How I Python

Describing my Python dev setup (virtualenvs, etc.) as someone who has had to work with virtualenv/pip and conda side-by-side

Published at: 2024-01-04

tl;dr

Use conda/mamba as a pyenv replacement to manage Python interpreters
Create isolated Python interpreters (with a mamba env) as needed (per-project, etc.)
Continue to use pip and pypi.org like you normally would
You now have the option to break out into the more poweful conda/mamba dependency management to leapfrog a pip install issue (like a failing Rust PEP517 compile step or something)
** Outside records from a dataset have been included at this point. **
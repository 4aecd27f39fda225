//! Logic levels and edge selection
//!
//! The link clock is reported to the receiver as edge events; the
//! platform decides how (pin-change interrupt, EXTI line, polling).

/// Logic level of a digital line
#[derive(Debug, Clone, Copy, PartialEq, Eq)]
#[cfg_attr(feature = "defmt", derive(defmt::Format))]
pub enum Level {
    Low,
    High,
}

impl Level {
    pub fn is_high(self) -> bool {
        matches!(self, Level::High)
    }
}

impl From<bool> for Level {
    fn from(high: bool) -> Self {
        if high {
            Level::High
        } else {
            Level::Low
        }
    }
}

/// Which transitions an edge source reports (`register_edge_interrupt`)
#[derive(Debug, Clone, Copy, PartialEq, Eq)]
#[cfg_attr(feature = "defmt", derive(defmt::Format))]
pub enum Edge {
    Rising,
    Falling,
    /// Pin-change style: every transition
    Any,
}

impl Edge {
    /// Whether a transition that ends at `level` is reported
    pub fn matches(self, level: Level) -> bool {
        match self {
            Edge::Rising => level == Level::High,
            Edge::Falling => level == Level::Low,
            Edge::Any => true,
        }
    }
}

#[cfg(test)]
mod tests {
    use super::*;

    #[test]
    fn test_edge_matches() {
        assert!(Edge::Rising.matches(Level::High));
        assert!(!Edge::Rising.matches(Level::Low));
        assert!(Edge::Falling.matches(Level::Low));
        assert!(Edge::Any.matches(Level::Low));
        assert!(Edge::Any.matches(Level::High));
    }
}
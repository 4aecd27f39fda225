//! Built-in glyph tables, indexed by character code minus 0x20

/// Number of glyphs in each table (0x20..=0x7F)
pub(crate) const GLYPH_COUNT: usize = 96;

/// 5×7 face: five column bytes per glyph, bit 0 is the top row
pub(crate) const WIDE: [[u8; 5]; GLYPH_COUNT] = [
    [0x00, 0x00, 0x00, 0x00, 0x00], // ' '
    [0x00, 0x00, 0x5f, 0x00, 0x00], // '!'
    [0x00, 0x07, 0x00, 0x07, 0x00], // '"'
    [0x14, 0x7f, 0x14, 0x7f, 0x14], // '#'
    [0x24, 0x2a, 0x7f, 0x2a, 0x12], // '$'
    [0x23, 0x13, 0x08, 0x64, 0x62], // '%'
    [0x36, 0x49, 0x55, 0x22, 0x50], // '&'
    [0x00, 0x05, 0x03, 0x00, 0x00], // '\''
    [0x00, 0x1c, 0x22, 0x41, 0x00], // '('
    [0x00, 0x41, 0x22, 0x1c, 0x00], // ')'
    [0x14, 0x08, 0x3e, 0x08, 0x14], // '*'
    [0x08, 0x08, 0x3e, 0x08, 0x08], // '+'
    [0x00, 0x50, 0x30, 0x00, 0x00], // ','
    [0x08, 0x08, 0x08, 0x08, 0x08], // '-'
    [0x00, 0x60, 0x60, 0x00, 0x00], // '.'
    [0x20, 0x10, 0x08, 0x04, 0x02], // '/'
    [0x3e, 0x51, 0x49, 0x45, 0x3e], // '0'
    [0x00, 0x42, 0x7f, 0x40, 0x00], // '1'
    [0x42, 0x61, 0x51, 0x49, 0x46], // '2'
    [0x21, 0x41, 0x45, 0x4b, 0x31], // '3'
    [0x18, 0x14, 0x12, 0x7f, 0x10], // '4'
    [0x27, 0x45, 0x45, 0x45, 0x39], // '5'
    [0x3c, 0x4a, 0x49, 0x49, 0x30], // '6'
    [0x01, 0x71, 0x09, 0x05, 0x03], // '7'
    [0x36, 0x49, 0x49, 0x49, 0x36], // '8'
    [0x06, 0x49, 0x49, 0x29, 0x1e], // '9'
    [0x00, 0x36, 0x36, 0x00, 0x00], // ':'
    [0x00, 0x56, 0x36, 0x00, 0x00], // ';'
    [0x08, 0x14, 0x22, 0x41, 0x00], // '<'
    [0x14, 0x14, 0x14, 0x14, 0x14], // '='
    [0x00, 0x41, 0x22, 0x14, 0x08], // '>'
    [0x02, 0x01, 0x51, 0x09, 0x06], // '?'
    [0x32, 0x49, 0x79, 0x41, 0x3e], // '@'
    [0x7e, 0x11, 0x11, 0x11, 0x7e], // 'A'
    [0x7f, 0x49, 0x49, 0x49, 0x36], // 'B'
    [0x3e, 0x41, 0x41, 0x41, 0x22], // 'C'
    [0x7f, 0x41, 0x41, 0x22, 0x1c], // 'D'
    [0x7f, 0x49, 0x49, 0x49, 0x41], // 'E'
    [0x7f, 0x09, 0x09, 0x09, 0x01], // 'F'
    [0x3e, 0x41, 0x49, 0x49, 0x7a], // 'G'
    [0x7f, 0x08, 0x08, 0x08, 0x7f], // 'H'
    [0x00, 0x41, 0x7f, 0x41, 0x00], // 'I'
    [0x20, 0x40, 0x41, 0x3f, 0x01], // 'J'
    [0x7f, 0x08, 0x14, 0x22, 0x41], // 'K'
    [0x7f, 0x40, 0x40, 0x40, 0x40], // 'L'
    [0x7f, 0x02, 0x0c, 0x02, 0x7f], // 'M'
    [0x7f, 0x04, 0x08, 0x10, 0x7f], // 'N'
    [0x3e, 0x41, 0x41, 0x41, 0x3e], // 'O'
    [0x7f, 0x09, 0x09, 0x09, 0x06], // 'P'
    [0x3e, 0x41, 0x51, 0x21, 0x5e], // 'Q'
    [0x7f, 0x09, 0x19, 0x29, 0x46], // 'R'
    [0x46, 0x49, 0x49, 0x49, 0x31], // 'S'
    [0x01, 0x01, 0x7f, 0x01, 0x01], // 'T'
    [0x3f, 0x40, 0x40, 0x40, 0x3f], // 'U'
    [0x1f, 0x20, 0x40, 0x20, 0x1f], // 'V'
    [0x3f, 0x40, 0x38, 0x40, 0x3f], // 'W'
    [0x63, 0x14, 0x08, 0x14, 0x63], // 'X'
    [0x07, 0x08, 0x70, 0x08, 0x07], // 'Y'
    [0x61, 0x51, 0x49, 0x45, 0x43], // 'Z'
    [0x00, 0x7f, 0x41, 0x41, 0x00], // '['
    [0x02, 0x04, 0x08, 0x10, 0x20], // '\\'
    [0x00, 0x41, 0x41, 0x7f, 0x00], // ']'
    [0x04, 0x02, 0x01, 0x02, 0x04], // '^'
    [0x40, 0x40, 0x40, 0x40, 0x40], // '_'
    [0x00, 0x01, 0x02, 0x04, 0x00], // '`'
    [0x20, 0x54, 0x54, 0x54, 0x78], // 'a'
    [0x7f, 0x48, 0x44, 0x44, 0x38], // 'b'
    [0x38, 0x44, 0x44, 0x44, 0x20], // 'c'
    [0x38, 0x44, 0x44, 0x48, 0x7f], // 'd'
    [0x38, 0x54, 0x54, 0x54, 0x18], // 'e'
    [0x08, 0x7e, 0x09, 0x01, 0x02], // 'f'
    [0x0c, 0x52, 0x52, 0x52, 0x3e], // 'g'
    [0x7f, 0x08, 0x04, 0x04, 0x78], // 'h'
    [0x00, 0x44, 0x7d, 0x40, 0x00], // 'i'
    [0x20, 0x40, 0x44, 0x3d, 0x00], // 'j'
    [0x7f, 0x10, 0x28, 0x44, 0x00], // 'k'
    [0x00, 0x41, 0x7f, 0x40, 0x00], // 'l'
    [0x7c, 0x04, 0x18, 0x04, 0x78], // 'm'
    [0x7c, 0x08, 0x04, 0x04, 0x78], // 'n'
    [0x38, 0x44, 0x44, 0x44, 0x38], // 'o'
    [0x7c, 0x14, 0x14, 0x14, 0x08], // 'p'
    [0x08, 0x14, 0x14, 0x18, 0x7c], // 'q'
    [0x7c, 0x08, 0x04, 0x04, 0x08], // 'r'
    [0x48, 0x54, 0x54, 0x54, 0x20], // 's'
    [0x04, 0x3f, 0x44, 0x40, 0x20], // 't'
    [0x3c, 0x40, 0x40, 0x20, 0x7c], // 'u'
    [0x1c, 0x20, 0x40, 0x20, 0x1c], // 'v'
    [0x3c, 0x40, 0x30, 0x40, 0x3c], // 'w'
    [0x44, 0x28, 0x10, 0x28, 0x44], // 'x'
    [0x0c, 0x50, 0x50, 0x50, 0x3c], // 'y'
    [0x44, 0x64, 0x54, 0x4c, 0x44], // 'z'
    [0x00, 0x08, 0x36, 0x41, 0x00], // '{'
    [0x00, 0x00, 0x7f, 0x00, 0x00], // '|'
    [0x00, 0x41, 0x36, 0x08, 0x00], // '}'
    [0x10, 0x08, 0x08, 0x10, 0x08], // '~'
    [0x00, 0x00, 0x00, 0x00, 0x00], // DEL
];

/// Glyphs drawn in the 3×5 face (0x20..=0x5F); lowercase folds onto these
const NARROW_COUNT: usize = 64;

/// 3×5 face, one row per entry, most significant of the three bits is the
/// left column
#[rustfmt::skip]
const NARROW_ROWS: [[u8; 5]; NARROW_COUNT] = [
    [0b000, 0b000, 0b000, 0b000, 0b000], // ' '
    [0b010, 0b010, 0b010, 0b000, 0b010], // '!'
    [0b101, 0b101, 0b000, 0b000, 0b000], // '"'
    [0b101, 0b111, 0b101, 0b111, 0b101], // '#'
    [0b011, 0b110, 0b010, 0b011, 0b110], // '$'
    [0b101, 0b001, 0b010, 0b100, 0b101], // '%'
    [0b010, 0b101, 0b010, 0b101, 0b011], // '&'
    [0b010, 0b010, 0b000, 0b000, 0b000], // '\''
    [0b001, 0b010, 0b010, 0b010, 0b001], // '('
    [0b100, 0b010, 0b010, 0b010, 0b100], // ')'
    [0b000, 0b101, 0b010, 0b101, 0b000], // '*'
    [0b000, 0b010, 0b111, 0b010, 0b000], // '+'
    [0b000, 0b000, 0b000, 0b010, 0b100], // ','
    [0b000, 0b000, 0b111, 0b000, 0b000], // '-'
    [0b000, 0b000, 0b000, 0b000, 0b010], // '.'
    [0b001, 0b001, 0b010, 0b100, 0b100], // '/'
    [0b111, 0b101, 0b101, 0b101, 0b111], // '0'
    [0b010, 0b110, 0b010, 0b010, 0b111], // '1'
    [0b111, 0b001, 0b111, 0b100, 0b111], // '2'
    [0b111, 0b001, 0b111, 0b001, 0b111], // '3'
    [0b101, 0b101, 0b111, 0b001, 0b001], // '4'
    [0b111, 0b100, 0b111, 0b001, 0b111], // '5'
    [0b111, 0b100, 0b111, 0b101, 0b111], // '6'
    [0b111, 0b001, 0b010, 0b010, 0b010], // '7'
    [0b111, 0b101, 0b111, 0b101, 0b111], // '8'
    [0b111, 0b101, 0b111, 0b001, 0b111], // '9'
    [0b000, 0b010, 0b000, 0b010, 0b000], // ':'
    [0b000, 0b010, 0b000, 0b010, 0b100], // ';'
    [0b001, 0b010, 0b100, 0b010, 0b001], // '<'
    [0b000, 0b111, 0b000, 0b111, 0b000], // '='
    [0b100, 0b010, 0b001, 0b010, 0b100], // '>'
    [0b111, 0b001, 0b011, 0b000, 0b010], // '?'
    [0b111, 0b101, 0b111, 0b100, 0b111], // '@'
    [0b010, 0b101, 0b111, 0b101, 0b101], // 'A'
    [0b110, 0b101, 0b110, 0b101, 0b110], // 'B'
    [0b011, 0b100, 0b100, 0b100, 0b011], // 'C'
    [0b110, 0b101, 0b101, 0b101, 0b110], // 'D'
    [0b111, 0b100, 0b110, 0b100, 0b111], // 'E'
    [0b111, 0b100, 0b110, 0b100, 0b100], // 'F'
    [0b011, 0b100, 0b101, 0b101, 0b011], // 'G'
    [0b101, 0b101, 0b111, 0b101, 0b101], // 'H'
    [0b111, 0b010, 0b010, 0b010, 0b111], // 'I'
    [0b001, 0b001, 0b001, 0b101, 0b010], // 'J'
    [0b101, 0b101, 0b110, 0b101, 0b101], // 'K'
    [0b100, 0b100, 0b100, 0b100, 0b111], // 'L'
    [0b101, 0b111, 0b111, 0b101, 0b101], // 'M'
    [0b110, 0b101, 0b101, 0b101, 0b101], // 'N'
    [0b010, 0b101, 0b101, 0b101, 0b010], // 'O'
    [0b110, 0b101, 0b110, 0b100, 0b100], // 'P'
    [0b010, 0b101, 0b101, 0b110, 0b011], // 'Q'
    [0b110, 0b101, 0b110, 0b101, 0b101], // 'R'
    [0b011, 0b100, 0b010, 0b001, 0b110], // 'S'
    [0b111, 0b010, 0b010, 0b010, 0b010], // 'T'
    [0b101, 0b101, 0b101, 0b101, 0b111], // 'U'
    [0b101, 0b101, 0b101, 0b101, 0b010], // 'V'
    [0b101, 0b101, 0b111, 0b111, 0b101], // 'W'
    [0b101, 0b101, 0b010, 0b101, 0b101], // 'X'
    [0b101, 0b101, 0b010, 0b010, 0b010], // 'Y'
    [0b111, 0b001, 0b010, 0b100, 0b111], // 'Z'
    [0b110, 0b100, 0b100, 0b100, 0b110], // '['
    [0b100, 0b100, 0b010, 0b001, 0b001], // '\\'
    [0b011, 0b001, 0b001, 0b001, 0b011], // ']'
    [0b010, 0b101, 0b000, 0b000, 0b000], // '^'
    [0b000, 0b000, 0b000, 0b000, 0b111], // '_'
];

/// 3×5 face as three column bytes per glyph, bit 0 is the top row
pub(crate) const NARROW: [[u8; 3]; NARROW_COUNT] = narrow_columns();

const fn narrow_columns() -> [[u8; 3]; NARROW_COUNT] {
    let mut out = [[0u8; 3]; NARROW_COUNT];
    let mut glyph = 0;
    while glyph < NARROW_COUNT {
        let mut row = 0;
        while row < 5 {
            let bits = NARROW_ROWS[glyph][row];
            let mut column = 0;
            while column < 3 {
                if bits & (0b100 >> column) != 0 {
                    out[glyph][column] |= 1 << row;
                }
                column += 1;
            }
            row += 1;
        }
        glyph += 1;
    }
    out
}

/// Narrow glyph for a table index, folding lowercase onto uppercase
pub(crate) fn narrow(index: usize) -> Option<&'static [u8; 3]> {
    if index < NARROW_COUNT {
        Some(&NARROW[index])
    } else if (65..=90).contains(&index) {
        // 'a'..='z'
        Some(&NARROW[index - 32])
    } else {
        None
    }
}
I've never worked as a Python developer. In my personal projects on GitHub, I just copy project structures and build files from what I see in other GitHub projects until I incidentally learn of something better or have a specific need. I first read Hitchhiker's Guide Structuring Your Project in 2018; up until then I would generally struggle to get productive with Python, messing up import paths, lacking __init__.pys, etc.

However, as a devops person, I had to dive deep into the world of Python packaging tooling when I worked on the NVIDIA RAPIDS data science libraries.

RAPIDS are a collection of Python libraries whose core logic are implemented in C++/CUDA for GPU acceleration, and the Python layer is the high-level API. This is similar to many high-performance math/scientific computing landscape of Python with C/C++ code: PyTorch, Tensorflow, NumPy, etc.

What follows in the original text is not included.